Aralarında belli olaylar geçtikten sonra bölüm biter ve bir başka bölümde yeni
biri karşılar bizi ve onun da taa en başından yaşadıklarını anlatır. Dediğim
gibi sık sık bu şekilde geriye dönüş tekniği uygulayarak yazar yazarımız. Bu
tip geri dönüşlerin çok olması okuru sıkmaz ama. Aksine daha da heyecanlı
kılar. Yeni bir insan yeni olayları doğurur çünkü. Yazar tek bir zamana
odaklanmaz bu yüzden. Farklı zamanlarda farklı karakterler üzerinde
yoğunlaşırken de diğer karakterleri geri planda tutup onları durdurmaz. Farklı zamanlarda
yaşanan olaylar birleştirilerek bağlantı kurulur.
Romanın
dili ilk sayfaları okuduğunuzda ağır gelebilir ve kitabı bırakmanıza neden
olabilir. Ancak ilerleyen sayfalarda bu dil hafifler. Sık sık da mizahi ögeler
barındırır içerinde. Bu yüzden okurken sıkılmaz ve kitabın sayfalarının nasıl
bittiğini anlamazsınız. Farklı karakter üzerinden işlenen bu mizahi ögelerle
kitabı sanki karşınızda birisi varmış da o size kitabı okuyormuş gibi
hissedersiniz.
Kitapta
çeşitli meslek gruplarından bahsediliyor. Ancak bu meslekler saray erbabından
değil de daha çok farklı yolları deneyerek bir yerlere gelinmiş meslekler.
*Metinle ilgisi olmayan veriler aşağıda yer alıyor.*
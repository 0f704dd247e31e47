//! Serde helpers for 64-bit ids and permission bitsets.
//!
//! Discord sends snowflakes and permission sets as decimal strings, while
//! some producers emit plain numbers. Both forms are accepted; strings are
//! written back out.

use std::fmt;

use serde::de::{self, Visitor};
use serde::{Deserialize, Deserializer, Serialize, Serializer};

struct Raw(u64);

impl Serialize for Raw {
    fn serialize<S: Serializer>(&self, serializer: S) -> Result<S::Ok, S::Error> {
        serializer.collect_str(&self.0)
    }
}

impl<'de> Deserialize<'de> for Raw {
    fn deserialize<D: Deserializer<'de>>(deserializer: D) -> Result<Self, D::Error> {
        struct RawVisitor;

        impl Visitor<'_> for RawVisitor {
            type Value = Raw;

            fn expecting(&self, f: &mut fmt::Formatter<'_>) -> fmt::Result {
                f.write_str("an unsigned integer or a decimal string")
            }

            fn visit_u64<E: de::Error>(self, v: u64) -> Result<Raw, E> {
                Ok(Raw(v))
            }

            fn visit_i64<E: de::Error>(self, v: i64) -> Result<Raw, E> {
                u64::try_from(v)
                    .map(Raw)
                    .map_err(|_| E::invalid_value(de::Unexpected::Signed(v), &self))
            }

            fn visit_str<E: de::Error>(self, v: &str) -> Result<Raw, E> {
                v.parse()
                    .map(Raw)
                    .map_err(|_| E::invalid_value(de::Unexpected::Str(v), &self))
            }
        }

        deserializer.deserialize_any(RawVisitor)
    }
}

pub fn serialize<S: Serializer>(id: &u64, serializer: S) -> Result<S::Ok, S::Error> {
    Raw(*id).serialize(serializer)
}

pub fn deserialize<'de, D: Deserializer<'de>>(deserializer: D) -> Result<u64, D::Error> {
    Raw::deserialize(deserializer).map(|raw| raw.0)
}

/// Same as the parent module, for `Option<u64>` fields.
pub mod option {
    use super::*;

    pub fn serialize<S: Serializer>(id: &Option<u64>, serializer: S) -> Result<S::Ok, S::Error> {
        match id {
            Some(id) => serializer.serialize_some(&Raw(*id)),
            None => serializer.serialize_none(),
        }
    }

    pub fn deserialize<'de, D: Deserializer<'de>>(deserializer: D) -> Result<Option<u64>, D::Error> {
        Option::<Raw>::deserialize(deserializer).map(|raw| raw.map(|r| r.0))
    }
}

/// Same as the parent module, for `Vec<u64>` fields.
pub mod vec {
    use super::*;

    pub fn serialize<S: Serializer>(ids: &[u64], serializer: S) -> Result<S::Ok, S::Error> {
        serializer.collect_seq(ids.iter().map(|id| Raw(*id)))
    }

    pub fn deserialize<'de, D: Deserializer<'de>>(deserializer: D) -> Result<Vec<u64>, D::Error> {
        Vec::<Raw>::deserialize(deserializer).map(|raw| raw.into_iter().map(|r| r.0).collect())
    }
}

#[cfg(test)]
mod tests {
    use serde::{Deserialize, Serialize};

    #[derive(Debug, Serialize, Deserialize, PartialEq)]
    struct Holder {
        #[serde(with = "super")]
        id: u64,
        #[serde(default, with = "super::option")]
        parent: Option<u64>,
        #[serde(default, with = "super::vec")]
        roles: Vec<u64>,
    }

    #[test]
    fn test_accepts_strings_and_numbers() {
        let holder: Holder =
            serde_json::from_str(r#"{"id": "81384788765712384", "parent": 5, "roles": ["1", 2]}"#)
                .unwrap();

        assert_eq!(holder.id, 81384788765712384);
        assert_eq!(holder.parent, Some(5));
        assert_eq!(holder.roles, vec![1, 2]);
    }

    #[test]
    fn test_writes_strings() {
        let holder = Holder { id: 7, parent: None, roles: vec![3] };
        let json = serde_json::to_value(&holder).unwrap();

        assert_eq!(json["id"], "7");
        assert!(json["parent"].is_null());
        assert_eq!(json["roles"][0], "3");
    }

    #[test]
    fn test_rejects_negative_ids() {
        assert!(serde_json::from_str::<Holder>(r#"{"id": -1}"#).is_err());
    }
}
Dilencilik
de bunlardan birisi. Özellikle de öne çıkan da zaten bu. Kitapta dilencilikle
ilgili o kadar ayrıntılı şeyler anlatılıp o kadar güzel betimleniyor ki adeta o
devirde bir dilenci olmak daha cazip geliyor insana. Farklı şeyler
öğreniyorsunuz. Mesela herhangi bir engeli olan biri engelli biriyle evlendiriliyor
dilenciler arasında. Böylece doğacak çocuklar da engelli olacak ve daha fazla
gelir getirmeye yardımcı olacaktır. Dilencilerin yaşadığı kendilerine ait bir
alan dahi vardır. Halktan ise çok fazla bahsedilmez kitapta. Balıkçılardan,
kumarhane işletenlerde gizli örgütte çalışanlara kadar birbirinden farklı
meslekler karşımıza çıkar.
Gücün
verdiği o iktidar ve diğer şeyleri önemsememe her dönemde olduğu gibi burada
da. Ebrehe diğer ismiyle Büyük Efendi gücü elde ettikten kendinden önceki
değerlere sahip çıkmaktansa onları kendi zevki için kullanmayı tercih ediyor. İlerleyen
sayfalarda da görüyoruz ki onun bu kendini bilmez zevk peşinde koşmaları onun
sonunu getiriyor.
Dönemin
bir diğer özelliği ise tıbbın dini nedenler sebebiyle gelişememiş olması hatta
insan hayatının sonunu getirmesi. O yıllarda insan vücuduna yönelik ayrıntılı
kitaplar yoktur ve bir insanı kesip biçmek günah olarak nitelendirilir ve
cezası da idamdır. Kubelik bir gün bileğinden kesilmiş bir el bulduğunda bunu
kendi evine götürmek için türlü yollar üzerinden evine götürür. Hatta bir gün
yakalanacağı zaman cesedi bir cenaze ortamında gibi göstererek canını kurtarır.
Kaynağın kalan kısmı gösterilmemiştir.